## RECORDS PROVIDED
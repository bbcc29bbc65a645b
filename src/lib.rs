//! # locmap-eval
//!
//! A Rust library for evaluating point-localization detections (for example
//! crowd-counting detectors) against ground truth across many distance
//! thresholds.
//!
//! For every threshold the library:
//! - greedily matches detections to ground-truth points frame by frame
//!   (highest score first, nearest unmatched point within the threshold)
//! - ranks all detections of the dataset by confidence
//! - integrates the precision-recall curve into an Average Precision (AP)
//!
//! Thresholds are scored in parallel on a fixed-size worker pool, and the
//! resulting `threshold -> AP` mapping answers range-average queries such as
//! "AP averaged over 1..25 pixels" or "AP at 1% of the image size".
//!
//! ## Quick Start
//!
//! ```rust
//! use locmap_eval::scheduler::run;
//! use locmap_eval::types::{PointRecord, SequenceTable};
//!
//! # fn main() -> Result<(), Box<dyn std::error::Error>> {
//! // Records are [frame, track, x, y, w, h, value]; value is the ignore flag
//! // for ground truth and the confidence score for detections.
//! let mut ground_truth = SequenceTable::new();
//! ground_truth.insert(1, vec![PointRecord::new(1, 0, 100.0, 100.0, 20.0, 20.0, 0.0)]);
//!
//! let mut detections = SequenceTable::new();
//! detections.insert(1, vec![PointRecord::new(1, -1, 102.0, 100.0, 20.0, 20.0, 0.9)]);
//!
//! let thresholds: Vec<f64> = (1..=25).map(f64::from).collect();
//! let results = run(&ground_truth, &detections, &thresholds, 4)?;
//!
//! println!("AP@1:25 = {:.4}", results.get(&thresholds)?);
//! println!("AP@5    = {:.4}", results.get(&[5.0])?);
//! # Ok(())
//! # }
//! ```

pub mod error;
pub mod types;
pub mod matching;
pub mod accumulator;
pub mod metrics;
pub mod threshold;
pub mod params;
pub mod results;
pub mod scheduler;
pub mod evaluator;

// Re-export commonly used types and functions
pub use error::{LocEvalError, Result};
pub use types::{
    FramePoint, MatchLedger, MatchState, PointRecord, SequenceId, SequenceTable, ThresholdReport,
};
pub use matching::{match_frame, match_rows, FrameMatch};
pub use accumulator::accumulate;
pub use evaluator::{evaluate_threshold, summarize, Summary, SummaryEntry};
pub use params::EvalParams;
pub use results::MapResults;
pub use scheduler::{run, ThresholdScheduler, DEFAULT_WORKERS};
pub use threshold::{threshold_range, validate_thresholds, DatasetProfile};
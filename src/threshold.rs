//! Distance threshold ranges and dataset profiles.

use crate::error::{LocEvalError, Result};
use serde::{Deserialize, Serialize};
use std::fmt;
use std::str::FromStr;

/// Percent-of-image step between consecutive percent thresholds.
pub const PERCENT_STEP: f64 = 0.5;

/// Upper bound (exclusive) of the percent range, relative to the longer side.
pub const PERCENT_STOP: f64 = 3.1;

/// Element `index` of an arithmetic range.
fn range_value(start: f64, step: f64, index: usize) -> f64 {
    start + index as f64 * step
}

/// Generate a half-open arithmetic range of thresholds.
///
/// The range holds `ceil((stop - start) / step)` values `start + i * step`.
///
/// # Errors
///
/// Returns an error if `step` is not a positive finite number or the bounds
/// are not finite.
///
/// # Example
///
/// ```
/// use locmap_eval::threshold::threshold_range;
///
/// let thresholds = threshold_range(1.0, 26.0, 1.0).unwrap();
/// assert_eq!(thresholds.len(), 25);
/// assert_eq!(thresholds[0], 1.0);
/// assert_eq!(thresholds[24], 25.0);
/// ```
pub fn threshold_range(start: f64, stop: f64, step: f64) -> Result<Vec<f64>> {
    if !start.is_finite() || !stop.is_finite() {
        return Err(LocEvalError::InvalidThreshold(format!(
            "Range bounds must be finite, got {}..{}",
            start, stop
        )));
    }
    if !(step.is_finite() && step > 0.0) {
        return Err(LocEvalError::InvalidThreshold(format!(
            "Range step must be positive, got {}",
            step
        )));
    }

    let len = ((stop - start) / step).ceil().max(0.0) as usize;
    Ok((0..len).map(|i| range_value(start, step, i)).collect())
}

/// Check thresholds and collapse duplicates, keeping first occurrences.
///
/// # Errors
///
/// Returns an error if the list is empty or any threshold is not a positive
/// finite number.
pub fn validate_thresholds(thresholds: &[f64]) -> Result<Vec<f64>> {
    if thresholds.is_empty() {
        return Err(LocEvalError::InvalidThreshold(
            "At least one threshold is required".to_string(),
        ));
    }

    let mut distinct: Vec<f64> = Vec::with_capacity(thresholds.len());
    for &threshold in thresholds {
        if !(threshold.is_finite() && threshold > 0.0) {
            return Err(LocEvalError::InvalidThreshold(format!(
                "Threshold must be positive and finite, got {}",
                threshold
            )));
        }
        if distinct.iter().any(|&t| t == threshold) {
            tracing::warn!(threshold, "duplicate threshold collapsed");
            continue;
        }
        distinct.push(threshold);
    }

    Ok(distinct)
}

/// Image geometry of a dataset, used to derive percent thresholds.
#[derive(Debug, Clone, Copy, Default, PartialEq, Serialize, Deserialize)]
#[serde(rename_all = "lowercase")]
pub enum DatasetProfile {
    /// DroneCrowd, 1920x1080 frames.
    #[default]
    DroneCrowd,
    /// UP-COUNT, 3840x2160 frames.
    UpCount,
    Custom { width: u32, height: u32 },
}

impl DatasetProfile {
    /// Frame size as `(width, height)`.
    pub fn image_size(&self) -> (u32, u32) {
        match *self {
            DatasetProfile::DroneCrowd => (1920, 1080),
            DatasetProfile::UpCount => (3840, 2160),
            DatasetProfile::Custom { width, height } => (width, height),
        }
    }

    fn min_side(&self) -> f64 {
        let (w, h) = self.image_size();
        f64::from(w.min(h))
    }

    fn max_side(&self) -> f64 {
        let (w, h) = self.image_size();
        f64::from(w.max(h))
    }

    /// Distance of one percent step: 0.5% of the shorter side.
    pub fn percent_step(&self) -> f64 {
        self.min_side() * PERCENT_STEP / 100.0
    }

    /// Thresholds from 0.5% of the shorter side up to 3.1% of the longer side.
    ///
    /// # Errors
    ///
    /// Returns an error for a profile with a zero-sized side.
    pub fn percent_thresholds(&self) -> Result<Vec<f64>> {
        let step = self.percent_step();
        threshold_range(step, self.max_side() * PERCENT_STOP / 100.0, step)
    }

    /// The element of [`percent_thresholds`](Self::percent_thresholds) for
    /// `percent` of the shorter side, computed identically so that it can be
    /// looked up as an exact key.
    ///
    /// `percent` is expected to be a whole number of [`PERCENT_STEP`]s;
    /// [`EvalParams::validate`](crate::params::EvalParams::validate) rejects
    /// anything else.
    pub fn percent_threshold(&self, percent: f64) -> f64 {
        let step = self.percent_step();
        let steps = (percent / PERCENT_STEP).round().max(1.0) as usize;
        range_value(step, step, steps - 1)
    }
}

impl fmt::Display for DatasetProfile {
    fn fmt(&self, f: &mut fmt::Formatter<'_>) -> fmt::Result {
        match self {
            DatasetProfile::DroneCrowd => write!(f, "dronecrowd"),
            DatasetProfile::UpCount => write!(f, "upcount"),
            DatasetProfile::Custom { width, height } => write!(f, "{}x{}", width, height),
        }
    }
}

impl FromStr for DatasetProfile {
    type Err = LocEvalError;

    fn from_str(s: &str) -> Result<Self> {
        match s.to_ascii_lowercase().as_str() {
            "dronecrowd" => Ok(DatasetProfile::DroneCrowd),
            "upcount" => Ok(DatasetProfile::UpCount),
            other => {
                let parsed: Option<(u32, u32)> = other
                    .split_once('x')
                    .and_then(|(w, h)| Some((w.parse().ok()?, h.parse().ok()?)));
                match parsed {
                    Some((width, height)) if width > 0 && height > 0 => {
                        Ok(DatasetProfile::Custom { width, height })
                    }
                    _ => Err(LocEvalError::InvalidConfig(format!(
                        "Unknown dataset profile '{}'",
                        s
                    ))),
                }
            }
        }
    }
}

==

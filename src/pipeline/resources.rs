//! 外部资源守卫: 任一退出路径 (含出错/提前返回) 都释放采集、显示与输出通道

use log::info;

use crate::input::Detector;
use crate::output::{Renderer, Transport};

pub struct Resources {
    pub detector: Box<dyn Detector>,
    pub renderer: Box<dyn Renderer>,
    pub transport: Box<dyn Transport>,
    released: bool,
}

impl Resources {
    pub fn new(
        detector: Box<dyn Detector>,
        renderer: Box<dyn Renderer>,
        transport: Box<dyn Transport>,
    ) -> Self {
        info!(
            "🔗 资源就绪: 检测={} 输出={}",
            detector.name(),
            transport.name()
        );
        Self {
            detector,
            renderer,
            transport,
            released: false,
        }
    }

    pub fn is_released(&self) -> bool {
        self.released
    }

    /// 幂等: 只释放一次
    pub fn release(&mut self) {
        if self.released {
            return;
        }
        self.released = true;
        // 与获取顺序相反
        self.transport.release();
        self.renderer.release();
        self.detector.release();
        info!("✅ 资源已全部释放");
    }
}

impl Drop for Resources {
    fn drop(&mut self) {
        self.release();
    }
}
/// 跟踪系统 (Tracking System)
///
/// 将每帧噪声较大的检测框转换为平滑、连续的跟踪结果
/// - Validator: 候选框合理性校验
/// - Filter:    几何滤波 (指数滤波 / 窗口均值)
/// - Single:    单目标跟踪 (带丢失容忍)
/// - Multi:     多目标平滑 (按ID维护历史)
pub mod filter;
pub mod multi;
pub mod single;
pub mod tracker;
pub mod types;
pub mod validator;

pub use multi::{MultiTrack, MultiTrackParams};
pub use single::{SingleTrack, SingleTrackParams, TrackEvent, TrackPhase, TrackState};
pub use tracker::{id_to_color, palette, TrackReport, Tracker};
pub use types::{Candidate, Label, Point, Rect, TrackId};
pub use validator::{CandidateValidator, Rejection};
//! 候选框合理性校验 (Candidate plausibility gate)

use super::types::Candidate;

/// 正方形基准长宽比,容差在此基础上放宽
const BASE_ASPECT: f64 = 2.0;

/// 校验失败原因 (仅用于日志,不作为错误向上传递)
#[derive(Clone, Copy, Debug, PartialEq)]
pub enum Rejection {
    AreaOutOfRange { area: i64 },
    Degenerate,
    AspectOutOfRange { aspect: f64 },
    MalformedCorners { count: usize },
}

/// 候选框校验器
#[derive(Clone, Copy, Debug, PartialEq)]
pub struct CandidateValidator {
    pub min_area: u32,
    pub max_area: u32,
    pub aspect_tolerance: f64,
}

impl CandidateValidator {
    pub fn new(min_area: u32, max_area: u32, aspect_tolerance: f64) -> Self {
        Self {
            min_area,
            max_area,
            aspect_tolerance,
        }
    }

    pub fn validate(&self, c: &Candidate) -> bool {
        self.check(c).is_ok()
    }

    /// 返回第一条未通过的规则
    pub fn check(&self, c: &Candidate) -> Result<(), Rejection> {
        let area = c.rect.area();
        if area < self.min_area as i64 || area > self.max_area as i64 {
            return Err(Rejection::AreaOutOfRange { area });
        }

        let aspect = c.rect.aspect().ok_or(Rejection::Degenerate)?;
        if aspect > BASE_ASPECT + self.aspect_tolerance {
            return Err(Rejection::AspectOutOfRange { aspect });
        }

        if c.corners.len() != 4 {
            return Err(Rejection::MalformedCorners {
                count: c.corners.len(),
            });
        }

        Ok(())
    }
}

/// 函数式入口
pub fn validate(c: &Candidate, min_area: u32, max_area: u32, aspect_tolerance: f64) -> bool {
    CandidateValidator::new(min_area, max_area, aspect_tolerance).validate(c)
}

--

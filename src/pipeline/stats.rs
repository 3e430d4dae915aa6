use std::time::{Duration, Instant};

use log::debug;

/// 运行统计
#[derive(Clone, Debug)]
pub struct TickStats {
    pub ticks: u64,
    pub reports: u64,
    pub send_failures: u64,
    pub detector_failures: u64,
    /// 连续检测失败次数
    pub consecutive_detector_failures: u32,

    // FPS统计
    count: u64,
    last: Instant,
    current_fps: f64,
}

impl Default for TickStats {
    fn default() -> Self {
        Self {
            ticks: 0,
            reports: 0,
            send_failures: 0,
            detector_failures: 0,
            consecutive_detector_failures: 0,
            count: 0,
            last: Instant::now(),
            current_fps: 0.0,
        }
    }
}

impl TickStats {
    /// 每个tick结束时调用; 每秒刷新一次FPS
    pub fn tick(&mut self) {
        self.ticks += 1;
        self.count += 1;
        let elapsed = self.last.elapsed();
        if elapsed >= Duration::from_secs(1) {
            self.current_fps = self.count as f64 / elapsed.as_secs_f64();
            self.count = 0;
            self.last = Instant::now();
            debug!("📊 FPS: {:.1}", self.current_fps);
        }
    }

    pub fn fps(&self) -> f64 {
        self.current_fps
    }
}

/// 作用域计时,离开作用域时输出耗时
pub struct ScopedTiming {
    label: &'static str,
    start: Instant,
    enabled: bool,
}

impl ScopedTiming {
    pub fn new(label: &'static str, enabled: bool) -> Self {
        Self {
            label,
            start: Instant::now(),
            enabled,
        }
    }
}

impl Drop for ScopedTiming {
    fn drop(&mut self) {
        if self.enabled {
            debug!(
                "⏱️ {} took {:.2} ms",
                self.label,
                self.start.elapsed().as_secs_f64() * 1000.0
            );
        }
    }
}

## YOUR GOAL
Retype only this portion of the data above: the line containing "repository bbcc29bbc65a645b", the line containing "types and functions", and all lines between them, exactly.

## RESPONSE TO THIS EXERCISE
repository bbcc29bbc65a645b
filename src/lib.rs
//! # locmap-eval
//!
//! A Rust library for evaluating point-localization detections (for example
//! crowd-counting detectors) against ground truth across many distance
//! thresholds.
//!
//! For every threshold the library:
//! - greedily matches detections to ground-truth points frame by frame
//!   (highest score first, nearest unmatched point within the threshold)
//! - ranks all detections of the dataset by confidence
//! - integrates the precision-recall curve into an Average Precision (AP)
//!
//! Thresholds are scored in parallel on a fixed-size worker pool, and the
//! resulting `threshold -> AP` mapping answers range-average queries such as
//! "AP averaged over 1..25 pixels" or "AP at 1% of the image size".
//!
//! ## Quick Start
//!
//! ```rust
//! use locmap_eval::scheduler::run;
//! use locmap_eval::types::{PointRecord, SequenceTable};
//!
//! # fn main() -> Result<(), Box<dyn std::error::Error>> {
//! // Records are [frame, track, x, y, w, h, value]; value is the ignore flag
//! // for ground truth and the confidence score for detections.
//! let mut ground_truth = SequenceTable::new();
//! ground_truth.insert(1, vec![PointRecord::new(1, 0, 100.0, 100.0, 20.0, 20.0, 0.0)]);
//!
//! let mut detections = SequenceTable::new();
//! detections.insert(1, vec![PointRecord::new(1, -1, 102.0, 100.0, 20.0, 20.0, 0.9)]);
//!
//! let thresholds: Vec<f64> = (1..=25).map(f64::from).collect();
//! let results = run(&ground_truth, &detections, &thresholds, 4)?;
//!
//! println!("AP@1:25 = {:.4}", results.get(&thresholds)?);
//! println!("AP@5    = {:.4}", results.get(&[5.0])?);
//! # Ok(())
//! # }
//! ```

pub mod error;
pub mod types;
pub mod matching;
pub mod accumulator;
pub mod metrics;
pub mod threshold;
pub mod params;
pub mod results;
pub mod scheduler;
pub mod evaluator;

// Re-export commonly used types and functions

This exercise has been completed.